Palavras-chave: literatura, estudos de gênero, poesia feminina, voz poética.
Abstract: This article presents initial reflections about Sylvia Plath’s poetry, considering some studies about her production. The objective of this paper is to point constituent elements inside the poetic work of the American writer – still known more by the dramas of her life and the tragedy of her death rather than her poetry – and to discuss the method used by Plath to build her literary project over the condition of women, which reveals the individual content and particularly the artist’s voice, registered in a world where the female speech always seems to be stifled. For this work, thus, we will orient ourselves based on the reading and interpretation of selected poems of the book Ariel.
Keywords: literature, gender studies, women’s poetry, poetic voice.

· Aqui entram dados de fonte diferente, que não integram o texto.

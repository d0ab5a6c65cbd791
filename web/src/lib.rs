use clap::Parser;
use minegrid_core::{DEFAULT_COLUMNS, DEFAULT_ROWS, GridConfig};
use wasm_bindgen::prelude::*;

mod board;
mod canvas;
mod pointer;
mod preview;

pub use board::{GridCanvas, GridCanvasProps};
pub use canvas::{CanvasSurface, CanvasSymbol, backing_size, classic_overlays};
pub use pointer::{MouseButtons, phase_for, to_core_event};
pub use preview::echo_action;

#[derive(Parser, Debug)]
#[command(version, about, long_about = None)]
struct Args {
    /// What log level to use
    #[command(flatten)]
    verbose: clap_verbosity_flag::Verbosity,

    /// Number of rows on the preview board
    #[arg(short, long, default_value_t = DEFAULT_ROWS)]
    rows: usize,

    /// Number of columns on the preview board
    #[arg(short, long, default_value_t = DEFAULT_COLUMNS)]
    columns: usize,

    /// Fixed grid line width instead of the automatic one
    #[arg(long)]
    line_width: Option<f64>,
}

#[wasm_bindgen(start)]
pub fn run_app() {
    use gloo::utils::{document, window};

    #[cfg(feature = "console_error_panic_hook")]
    {
        console_error_panic_hook::set_once();
    }

    let location_hash = window()
        .location()
        .hash()
        .unwrap_or_else(|_| "".to_string());

    let args = Args::try_parse_from(location_hash.split(['#', '&'])).expect("Could not parse args");
    if let Some(log_level) = args.verbose.log_level() {
        console_log::init_with_level(log_level).expect("Error initializing logger");
    }
    log::debug!("args: {args:?}");

    let config = GridConfig {
        rows: args.rows,
        columns: args.columns,
        line_width: args.line_width,
        ..GridConfig::default()
    };

    let root = document()
        .get_element_by_id("minegrid")
        .expect("Could not find id=\"minegrid\" element");

    log::debug!("App started");
    yew::Renderer::<preview::Preview>::with_root_and_props(root, preview::PreviewProps { config })
        .render();
}
use bitflags::bitflags;
use minegrid_core::{Point, PointerButtons, PointerEvent, PointerPhase};
use serde::{Deserialize, Serialize};

bitflags! {
    /// DOM `buttons` bitmask.
    #[derive(Copy, Clone, Debug, PartialEq, Eq, Serialize, Deserialize)]
    pub struct MouseButtons: u16 {
        const LEFT    = 1;
        const RIGHT   = 1 << 1;
        const MIDDLE  = 1 << 2;
        const BACK    = 1 << 3;
        const FORWARD = 1 << 4;
    }
}

impl MouseButtons {
    /// Maps a DOM `button` index (which orders middle before right) to its mask bit.
    pub fn from_button_index(index: i16) -> Self {
        match index {
            0 => Self::LEFT,
            1 => Self::MIDDLE,
            2 => Self::RIGHT,
            3 => Self::BACK,
            4 => Self::FORWARD,
            _ => Self::empty(),
        }
    }
}

impl From<MouseButtons> for PointerButtons {
    fn from(buttons: MouseButtons) -> Self {
        let mut mapped = PointerButtons::empty();
        mapped.set(PointerButtons::PRIMARY, buttons.contains(MouseButtons::LEFT));
        mapped.set(PointerButtons::SECONDARY, buttons.contains(MouseButtons::RIGHT));
        mapped.set(PointerButtons::AUXILIARY, buttons.contains(MouseButtons::MIDDLE));
        mapped
    }
}

pub fn phase_for(event_type: &str) -> Option<PointerPhase> {
    match event_type {
        "pointerdown" => Some(PointerPhase::Down),
        "pointermove" => Some(PointerPhase::Move),
        "pointerup" => Some(PointerPhase::Up),
        "pointercancel" => Some(PointerPhase::Cancel),
        _ => None,
    }
}

/// Converts a DOM pointer event into surface coordinates relative to `origin`,
/// the canvas' top-left corner in client space.
pub fn to_core_event(event: &web_sys::PointerEvent, origin: Point) -> Option<PointerEvent> {
    let phase = phase_for(&event.type_())?;
    let position = Point::new(
        f64::from(event.client_x()) - origin.x,
        f64::from(event.client_y()) - origin.y,
    );
    let buttons = MouseButtons::from_button_index(event.button());
    log::trace!(
        "pointer {} {phase:?} at {position:?} ({buttons:?})",
        event.pointer_id()
    );
    Some(
        PointerEvent::new(event.pointer_id(), phase, position, event.time_stamp())
            .with_buttons(buttons.into()),
    )
}
use serde::{Deserialize, Serialize};

use crate::{GridError, Result};

/// Highest neighbor count a revealed cell can show.
pub const MAX_ADJACENT_COUNT: u8 = 8;

/// What a single cell looks like, as supplied by the game-state collaborator.
#[derive(Copy, Clone, Debug, PartialEq, Eq, Hash, Serialize, Deserialize)]
pub enum CellVisualState {
    Hidden,
    Revealed(u8),
    Mine,
    Flagged,
    /// Player-placed "unsure" marker.
    Marked,
}

impl CellVisualState {
    pub fn revealed(count: u8) -> Result<Self> {
        if count > MAX_ADJACENT_COUNT {
            return Err(GridError::InvalidConfiguration(
                "revealed count must be at most 8",
            ));
        }
        Ok(Self::Revealed(count))
    }

    /// Whether the cell is drawn with the not-yet-revealed background.
    pub const fn is_unrevealed(self) -> bool {
        matches!(self, Self::Hidden | Self::Flagged | Self::Marked)
    }

    pub const fn overlay_slot(self) -> OverlaySlot {
        use OverlaySlot::*;
        match self {
            Self::Hidden => Unchecked,
            Self::Revealed(0) => Empty,
            Self::Revealed(1) => One,
            Self::Revealed(2) => Two,
            Self::Revealed(3) => Three,
            Self::Revealed(4) => Four,
            Self::Revealed(5) => Five,
            Self::Revealed(6) => Six,
            Self::Revealed(7) => Seven,
            Self::Revealed(_) => Eight,
            Self::Mine => Mine,
            Self::Flagged => Flagged,
            Self::Marked => Marked,
        }
    }
}

impl Default for CellVisualState {
    fn default() -> Self {
        Self::Hidden
    }
}

/// Integer codes used by engines that hand over plain numbers per cell.
impl TryFrom<i8> for CellVisualState {
    type Error = GridError;

    fn try_from(code: i8) -> Result<Self> {
        match code {
            -1 => Ok(Self::Hidden),
            0..=8 => Ok(Self::Revealed(code as u8)),
            9 => Ok(Self::Mine),
            10 => Ok(Self::Marked),
            11 => Ok(Self::Flagged),
            _ => Err(GridError::InvalidCellCode(code)),
        }
    }
}

/// Overlay slots a host can fill with symbols, one per distinguishable visual state.
#[derive(Copy, Clone, Debug, PartialEq, Eq, Hash, Serialize, Deserialize)]
pub enum OverlaySlot {
    Unchecked,
    Empty,
    One,
    Two,
    Three,
    Four,
    Five,
    Six,
    Seven,
    Eight,
    Mine,
    Flagged,
    Marked,
}

impl OverlaySlot {
    pub const COUNT: usize = 13;

    pub const ALL: [OverlaySlot; Self::COUNT] = [
        Self::Unchecked,
        Self::Empty,
        Self::One,
        Self::Two,
        Self::Three,
        Self::Four,
        Self::Five,
        Self::Six,
        Self::Seven,
        Self::Eight,
        Self::Mine,
        Self::Flagged,
        Self::Marked,
    ];

    pub const fn index(self) -> usize {
        self as usize
    }
}
//! Presentation and input-mapping core for an interactive minesweeper board.
//!
//! The crate draws a snapshot of [`CellVisualState`]s onto any [`Surface`], keeps
//! a pannable/zoomable viewport over it and turns raw pointer streams into
//! grid-coordinate [`GridAction`]s. It never decides game rules: the host feeds it
//! snapshots and reacts to the actions it emits.

pub use cell::*;
pub use clamp::*;
pub use error::*;
pub use facade::*;
pub use gesture::*;
pub use input::*;
pub use layout::*;
pub use render::*;
pub use transform::*;

pub use kurbo::{Affine, Insets, Point, Rect, Size, Vec2};

mod cell;
mod clamp;
mod error;
mod facade;
mod gesture;
mod input;
mod layout;
mod render;
mod transform;
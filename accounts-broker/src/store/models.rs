//! Data models for account storage

use std::fmt;
use std::str::FromStr;

use chrono::{DateTime, Utc};
use serde::{Deserialize, Serialize};
use uuid::Uuid;

/// Confirmation status of an account
#[derive(Debug, Clone, Copy, PartialEq, Eq, Serialize, Deserialize)]
#[serde(rename_all = "snake_case")]
pub enum AccountStatus {
    /// Registered, email not yet confirmed
    PendingConfirmation,
    /// Email confirmed through an account-creation code
    Confirmed,
}

impl AccountStatus {
    pub fn as_str(&self) -> &'static str {
        match self {
            AccountStatus::PendingConfirmation => "pending_confirmation",
            AccountStatus::Confirmed => "confirmed",
        }
    }

    pub fn from_str(s: &str) -> Option<Self> {
        match s {
            "pending_confirmation" => Some(AccountStatus::PendingConfirmation),
            "confirmed" => Some(AccountStatus::Confirmed),
            _ => None,
        }
    }
}

/// What a confirmation request confirms
#[derive(Debug, Clone, Copy, PartialEq, Eq, Hash, Serialize, Deserialize)]
#[serde(rename_all = "snake_case")]
pub enum Purpose {
    /// New account email confirmation
    AccountCreation,
    /// Password reset
    PasswordReset,
}

impl Purpose {
    pub fn as_str(&self) -> &'static str {
        match self {
            Purpose::AccountCreation => "account_creation",
            Purpose::PasswordReset => "password_reset",
        }
    }

    pub fn from_str(s: &str) -> Option<Self> {
        match s {
            "account_creation" => Some(Purpose::AccountCreation),
            "password_reset" => Some(Purpose::PasswordReset),
            _ => None,
        }
    }

    /// Subject line of the notification sent for this purpose
    pub fn subject(&self) -> &'static str {
        match self {
            Purpose::AccountCreation => "Confirmación de usuario",
            Purpose::PasswordReset => "Confirmación de blanqueo de contraseña",
        }
    }
}

/// Canonical form of an account identifier as stored and looked up
pub fn normalize_id(id: &str) -> &str {
    id.trim()
}

/// A registered account. The email address is the primary key.
#[derive(Debug, Clone, PartialEq, Eq)]
pub struct Account {
    pub id: String,
    pub name: String,
    pub surname: String,
    pub password_digest: String,
    pub must_reset_on_next_login: bool,
    pub status: AccountStatus,
    pub password_updated_at: DateTime<Utc>,
    pub created_at: DateTime<Utc>,
    pub updated_at: DateTime<Utc>,
}

/// Unguessable identifier of a confirmation request
#[derive(Debug, Clone, Copy, PartialEq, Eq, Hash, Serialize, Deserialize)]
pub struct ConfirmationId(pub Uuid);

impl ConfirmationId {
    pub fn generate() -> Self {
        Self(Uuid::new_v4())
    }
}

impl fmt::Display for ConfirmationId {
    fn fmt(&self, f: &mut fmt::Formatter<'_>) -> fmt::Result {
        self.0.fmt(f)
    }
}

impl FromStr for ConfirmationId {
    type Err = uuid::Error;

    fn from_str(s: &str) -> Result<Self, Self::Err> {
        Uuid::parse_str(s.trim()).map(Self)
    }
}

/// A single-use confirmation code tying an account to a pending action
#[derive(Debug, Clone, PartialEq, Eq)]
pub struct ConfirmationRequest {
    pub id: ConfirmationId,
    pub account_id: String,
    pub purpose: Purpose,
    pub redeemed: bool,
    pub redeemed_at: Option<DateTime<Utc>>,
    pub created_at: DateTime<Utc>,
}

impl ConfirmationRequest {
    /// A fresh, unredeemed request
    pub fn new(account_id: impl Into<String>, purpose: Purpose) -> Self {
        Self {
            id: ConfirmationId::generate(),
            account_id: account_id.into(),
            purpose,
            redeemed: false,
            redeemed_at: None,
            created_at: Utc::now(),
        }
    }
}
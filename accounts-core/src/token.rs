//! Signed session tokens
//!
//! A token is an HS256 compact JWS (`header.claims.signature`, base64url
//! without padding) whose claims name the subject and the expiry instant.
//! Tokens are self-certifying: a token is valid iff its MAC verifies under
//! the process signing key and the current time is before `exp`.

use base64::{engine::general_purpose::URL_SAFE_NO_PAD, Engine};
use chrono::{DateTime, Utc};
use hmac::{Hmac, Mac};
use rand::RngCore;
use serde::{Deserialize, Serialize};
use sha2::Sha256;

use crate::{Error, Result};

type HmacSha256 = Hmac<Sha256>;

/// Length of generated signing secrets in bytes
pub const SECRET_LEN: usize = 32;

const ALGORITHM: &str = "HS256";

#[derive(Debug, Serialize, Deserialize)]
struct Header {
    alg: String,
    typ: String,
}

/// Claims carried by a session token
#[derive(Debug, Clone, PartialEq, Eq, Serialize, Deserialize)]
pub struct SessionClaims {
    /// Subject (account identifier)
    pub sub: String,

    /// Expiration time (Unix timestamp)
    pub exp: i64,
}

impl SessionClaims {
    pub fn new(subject: impl Into<String>, expires_at: DateTime<Utc>) -> Self {
        Self {
            sub: subject.into(),
            exp: expires_at.timestamp(),
        }
    }

    /// Expiry as a timestamp
    pub fn expires_at(&self) -> DateTime<Utc> {
        DateTime::from_timestamp(self.exp, 0).unwrap_or(DateTime::UNIX_EPOCH)
    }

    /// Whether the token is expired at `now`
    pub fn is_expired_at(&self, now: DateTime<Utc>) -> bool {
        now.timestamp() >= self.exp
    }
}

/// HMAC secret used to sign and verify session tokens
#[derive(Clone)]
pub struct SigningKey {
    secret: Vec<u8>,
}

impl SigningKey {
    /// Create a key from raw secret bytes
    pub fn from_bytes(secret: &[u8]) -> Result<Self> {
        if secret.is_empty() {
            return Err(Error::MalformedToken("signing secret must not be empty".into()));
        }
        Ok(Self {
            secret: secret.to_vec(),
        })
    }

    /// Generate a fresh random key
    pub fn generate() -> Self {
        let mut secret = vec![0u8; SECRET_LEN];
        rand::thread_rng().fill_bytes(&mut secret);
        Self { secret }
    }

    /// Encode the secret as base64url (no padding)
    pub fn to_base64(&self) -> String {
        URL_SAFE_NO_PAD.encode(&self.secret)
    }

    /// Decode a secret from base64url
    pub fn from_base64(s: &str) -> Result<Self> {
        let bytes = URL_SAFE_NO_PAD
            .decode(s.trim())
            .map_err(|e| Error::MalformedToken(format!("invalid signing secret: {}", e)))?;
        Self::from_bytes(&bytes)
    }

    /// Sign claims into a compact token string
    pub fn sign(&self, claims: &SessionClaims) -> Result<String> {
        let header = Header {
            alg: ALGORITHM.to_string(),
            typ: "JWT".to_string(),
        };
        let header_b64 = URL_SAFE_NO_PAD.encode(serde_json::to_vec(&header)?);
        let claims_b64 = URL_SAFE_NO_PAD.encode(serde_json::to_vec(claims)?);

        let message = format!("{}.{}", header_b64, claims_b64);
        let signature = self.mac(message.as_bytes())?.finalize().into_bytes();
        let sig_b64 = URL_SAFE_NO_PAD.encode(signature);

        Ok(format!("{}.{}", message, sig_b64))
    }

    /// Verify a token's structure and signature and return its claims.
    ///
    /// Expiry is not checked here; see [`SigningKey::verify_at`].
    pub fn verify_signature(&self, token: &str) -> Result<SessionClaims> {
        let parts: Vec<&str> = token.trim().split('.').collect();
        if parts.len() != 3 {
            return Err(Error::MalformedToken("expected 3 JWT parts".into()));
        }

        let header: Header = decode_segment(parts[0], "header")?;
        if !header.alg.starts_with("HS") {
            return Err(Error::MalformedToken(format!(
                "unexpected signing method: {}",
                header.alg
            )));
        }
        if header.alg != ALGORITHM {
            // Same family, different digest: cannot have been signed by us
            return Err(Error::InvalidSignature);
        }

        let signature = URL_SAFE_NO_PAD
            .decode(parts[2])
            .map_err(|e| Error::MalformedToken(format!("signature: {}", e)))?;

        let message = format!("{}.{}", parts[0], parts[1]);
        self.mac(message.as_bytes())?
            .verify_slice(&signature)
            .map_err(|_| Error::InvalidSignature)?;

        decode_segment(parts[1], "claims")
    }

    /// Fully validate a token at the given instant
    pub fn verify_at(&self, token: &str, now: DateTime<Utc>) -> Result<SessionClaims> {
        let claims = self.verify_signature(token)?;
        if claims.is_expired_at(now) {
            return Err(Error::Expired);
        }
        Ok(claims)
    }

    /// Fully validate a token against the current time
    pub fn verify(&self, token: &str) -> Result<SessionClaims> {
        self.verify_at(token, Utc::now())
    }

    fn mac(&self, message: &[u8]) -> Result<HmacSha256> {
        let mut mac = HmacSha256::new_from_slice(&self.secret)
            .map_err(|e| Error::Hash(format!("invalid HMAC key: {}", e)))?;
        mac.update(message);
        Ok(mac)
    }
}

impl std::fmt::Debug for SigningKey {
    fn fmt(&self, f: &mut std::fmt::Formatter<'_>) -> std::fmt::Result {
        f.debug_struct("SigningKey").finish_non_exhaustive()
    }
}

fn decode_segment<T: serde::de::DeserializeOwned>(segment: &str, what: &str) -> Result<T> {
    let bytes = URL_SAFE_NO_PAD
        .decode(segment)
        .map_err(|e| Error::MalformedToken(format!("{}: {}", what, e)))?;
    serde_json::from_slice(&bytes).map_err(|e| Error::MalformedToken(format!("{}: {}", what, e)))
}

Minicurrículo: Aline Jesus de Menezes é jornalista, mestre em Literatura e Práticas Sociais e doutoranda na mesma área pelo Programa de Pós-graduação em Literatura (PósLit) da Universidade de Brasília (UnB), sob a orientação da professora dra. Cíntia Schwantes. Com experiência docente nas disciplinas de Literatura Brasileira, Estudos Literários, Língua Portuguesa, assim como Leitura e Produção de Textos, atualmente pesquisa na linha de estudos de gênero, crítica literária feminista, escrita de autoria feminina e literatura contemporânea.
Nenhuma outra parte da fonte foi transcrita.